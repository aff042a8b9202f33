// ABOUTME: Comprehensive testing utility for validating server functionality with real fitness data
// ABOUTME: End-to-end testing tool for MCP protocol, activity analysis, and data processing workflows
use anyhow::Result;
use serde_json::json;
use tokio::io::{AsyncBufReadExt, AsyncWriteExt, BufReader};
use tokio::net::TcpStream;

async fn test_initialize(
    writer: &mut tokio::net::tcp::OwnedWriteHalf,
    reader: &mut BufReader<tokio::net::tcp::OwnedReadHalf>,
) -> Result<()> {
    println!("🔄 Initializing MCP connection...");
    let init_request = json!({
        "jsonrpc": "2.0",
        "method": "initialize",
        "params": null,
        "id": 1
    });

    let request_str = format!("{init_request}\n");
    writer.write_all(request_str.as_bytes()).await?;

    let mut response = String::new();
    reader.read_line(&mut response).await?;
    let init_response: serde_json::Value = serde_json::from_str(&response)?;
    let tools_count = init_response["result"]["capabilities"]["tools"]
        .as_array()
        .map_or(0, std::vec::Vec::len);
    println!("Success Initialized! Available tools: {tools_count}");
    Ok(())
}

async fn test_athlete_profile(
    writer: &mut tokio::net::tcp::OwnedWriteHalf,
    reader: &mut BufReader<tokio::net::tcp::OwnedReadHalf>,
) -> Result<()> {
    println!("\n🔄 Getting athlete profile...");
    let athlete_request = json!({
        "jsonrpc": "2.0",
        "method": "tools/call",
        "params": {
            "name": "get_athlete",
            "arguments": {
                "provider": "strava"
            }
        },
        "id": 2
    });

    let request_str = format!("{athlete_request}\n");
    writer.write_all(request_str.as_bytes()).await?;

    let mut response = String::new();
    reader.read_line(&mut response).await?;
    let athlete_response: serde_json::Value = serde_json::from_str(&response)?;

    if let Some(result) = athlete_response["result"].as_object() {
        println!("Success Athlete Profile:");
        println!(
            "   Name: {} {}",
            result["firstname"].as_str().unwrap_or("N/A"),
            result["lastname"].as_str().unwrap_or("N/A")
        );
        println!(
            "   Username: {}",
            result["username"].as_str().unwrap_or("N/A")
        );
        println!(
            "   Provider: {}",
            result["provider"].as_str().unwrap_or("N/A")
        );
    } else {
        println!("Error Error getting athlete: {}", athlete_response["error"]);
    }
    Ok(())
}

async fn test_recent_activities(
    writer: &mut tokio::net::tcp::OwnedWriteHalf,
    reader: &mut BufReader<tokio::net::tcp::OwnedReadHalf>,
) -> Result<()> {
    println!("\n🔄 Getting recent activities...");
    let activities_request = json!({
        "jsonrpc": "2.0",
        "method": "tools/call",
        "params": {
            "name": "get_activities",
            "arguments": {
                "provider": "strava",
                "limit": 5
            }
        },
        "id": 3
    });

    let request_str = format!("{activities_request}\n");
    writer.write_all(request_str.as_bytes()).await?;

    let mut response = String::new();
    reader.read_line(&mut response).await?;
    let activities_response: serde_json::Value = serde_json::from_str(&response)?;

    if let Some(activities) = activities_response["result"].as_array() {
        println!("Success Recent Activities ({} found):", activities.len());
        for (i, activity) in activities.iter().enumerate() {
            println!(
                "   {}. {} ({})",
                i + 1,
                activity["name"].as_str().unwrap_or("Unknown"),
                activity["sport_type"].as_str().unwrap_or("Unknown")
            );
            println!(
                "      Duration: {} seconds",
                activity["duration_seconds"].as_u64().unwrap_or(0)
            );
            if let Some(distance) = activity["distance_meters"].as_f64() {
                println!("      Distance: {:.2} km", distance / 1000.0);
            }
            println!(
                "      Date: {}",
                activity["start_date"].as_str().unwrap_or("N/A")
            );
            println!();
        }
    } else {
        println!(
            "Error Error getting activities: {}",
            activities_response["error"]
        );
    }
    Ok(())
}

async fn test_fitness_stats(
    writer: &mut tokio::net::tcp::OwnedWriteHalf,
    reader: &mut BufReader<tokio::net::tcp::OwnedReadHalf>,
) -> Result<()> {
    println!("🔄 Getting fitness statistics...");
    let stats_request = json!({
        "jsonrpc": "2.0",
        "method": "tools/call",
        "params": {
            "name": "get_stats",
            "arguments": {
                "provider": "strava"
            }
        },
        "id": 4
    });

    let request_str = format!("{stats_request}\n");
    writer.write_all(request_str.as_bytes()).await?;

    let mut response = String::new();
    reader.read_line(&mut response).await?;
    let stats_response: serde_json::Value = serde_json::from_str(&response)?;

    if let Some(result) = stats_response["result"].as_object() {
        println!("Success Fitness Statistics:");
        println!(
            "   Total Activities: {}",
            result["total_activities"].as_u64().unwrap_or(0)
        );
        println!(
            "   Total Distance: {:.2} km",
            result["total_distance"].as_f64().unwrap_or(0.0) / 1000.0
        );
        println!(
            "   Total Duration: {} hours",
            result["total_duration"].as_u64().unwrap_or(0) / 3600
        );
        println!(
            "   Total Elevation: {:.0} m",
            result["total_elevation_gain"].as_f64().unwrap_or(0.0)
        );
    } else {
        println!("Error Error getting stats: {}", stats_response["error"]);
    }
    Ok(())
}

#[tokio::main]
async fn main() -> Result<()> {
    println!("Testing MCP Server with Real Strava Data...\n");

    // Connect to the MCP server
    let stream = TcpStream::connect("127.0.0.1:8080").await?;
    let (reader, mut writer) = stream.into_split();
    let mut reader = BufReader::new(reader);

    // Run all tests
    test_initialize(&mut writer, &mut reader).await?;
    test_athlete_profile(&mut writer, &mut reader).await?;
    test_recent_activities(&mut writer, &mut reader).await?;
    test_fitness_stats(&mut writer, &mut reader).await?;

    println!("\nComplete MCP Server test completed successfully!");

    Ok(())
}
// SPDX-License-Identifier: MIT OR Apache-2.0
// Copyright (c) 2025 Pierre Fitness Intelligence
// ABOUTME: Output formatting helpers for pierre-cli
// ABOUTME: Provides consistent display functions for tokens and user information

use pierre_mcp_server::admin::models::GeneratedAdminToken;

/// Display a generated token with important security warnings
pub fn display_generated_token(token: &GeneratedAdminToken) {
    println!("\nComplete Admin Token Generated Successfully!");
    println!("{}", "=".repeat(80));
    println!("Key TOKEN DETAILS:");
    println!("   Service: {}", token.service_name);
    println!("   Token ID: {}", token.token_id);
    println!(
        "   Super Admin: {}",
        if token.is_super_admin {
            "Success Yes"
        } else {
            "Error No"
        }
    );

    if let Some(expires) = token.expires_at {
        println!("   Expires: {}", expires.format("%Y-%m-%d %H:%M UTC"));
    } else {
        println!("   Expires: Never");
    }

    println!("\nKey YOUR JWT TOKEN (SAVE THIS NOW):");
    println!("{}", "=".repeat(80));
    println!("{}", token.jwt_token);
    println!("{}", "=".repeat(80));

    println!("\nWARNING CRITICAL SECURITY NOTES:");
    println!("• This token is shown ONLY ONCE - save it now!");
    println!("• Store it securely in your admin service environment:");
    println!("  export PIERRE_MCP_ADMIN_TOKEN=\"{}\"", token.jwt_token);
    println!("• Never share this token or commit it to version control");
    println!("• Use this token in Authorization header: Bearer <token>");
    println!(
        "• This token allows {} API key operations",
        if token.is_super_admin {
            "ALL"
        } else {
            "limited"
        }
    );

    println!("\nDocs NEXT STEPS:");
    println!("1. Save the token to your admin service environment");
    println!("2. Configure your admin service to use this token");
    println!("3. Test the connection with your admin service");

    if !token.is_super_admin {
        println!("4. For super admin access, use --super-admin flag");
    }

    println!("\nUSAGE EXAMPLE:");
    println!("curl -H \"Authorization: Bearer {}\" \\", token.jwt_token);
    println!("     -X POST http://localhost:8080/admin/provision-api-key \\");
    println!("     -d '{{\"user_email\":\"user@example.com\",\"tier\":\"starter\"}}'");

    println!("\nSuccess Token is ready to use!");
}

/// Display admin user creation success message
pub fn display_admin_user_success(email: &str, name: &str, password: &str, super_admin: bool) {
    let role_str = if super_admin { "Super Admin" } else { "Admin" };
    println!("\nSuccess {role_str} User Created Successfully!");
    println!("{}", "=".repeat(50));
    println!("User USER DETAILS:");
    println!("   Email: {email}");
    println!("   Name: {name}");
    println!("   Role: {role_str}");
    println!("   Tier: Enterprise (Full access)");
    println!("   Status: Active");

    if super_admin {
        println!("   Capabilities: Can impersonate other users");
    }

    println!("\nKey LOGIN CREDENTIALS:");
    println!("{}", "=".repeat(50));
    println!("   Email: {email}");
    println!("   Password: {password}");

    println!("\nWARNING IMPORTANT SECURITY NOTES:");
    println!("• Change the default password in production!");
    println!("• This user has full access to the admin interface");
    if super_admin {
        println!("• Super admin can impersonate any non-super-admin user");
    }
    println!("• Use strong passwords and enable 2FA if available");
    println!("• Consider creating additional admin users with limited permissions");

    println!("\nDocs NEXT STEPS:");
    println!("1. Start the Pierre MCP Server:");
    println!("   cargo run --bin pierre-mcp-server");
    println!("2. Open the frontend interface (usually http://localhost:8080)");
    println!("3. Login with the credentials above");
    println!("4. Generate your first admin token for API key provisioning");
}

+===+

* What to produce *
All lines above holding the word "Value" make up the answer; copy each one.

* Response *
    let init_response: serde_json::Value = serde_json::from_str(&response)?;
    let athlete_response: serde_json::Value = serde_json::from_str(&response)?;
    let activities_response: serde_json::Value = serde_json::from_str(&response)?;
    let stats_response: serde_json::Value = serde_json::from_str(&response)?;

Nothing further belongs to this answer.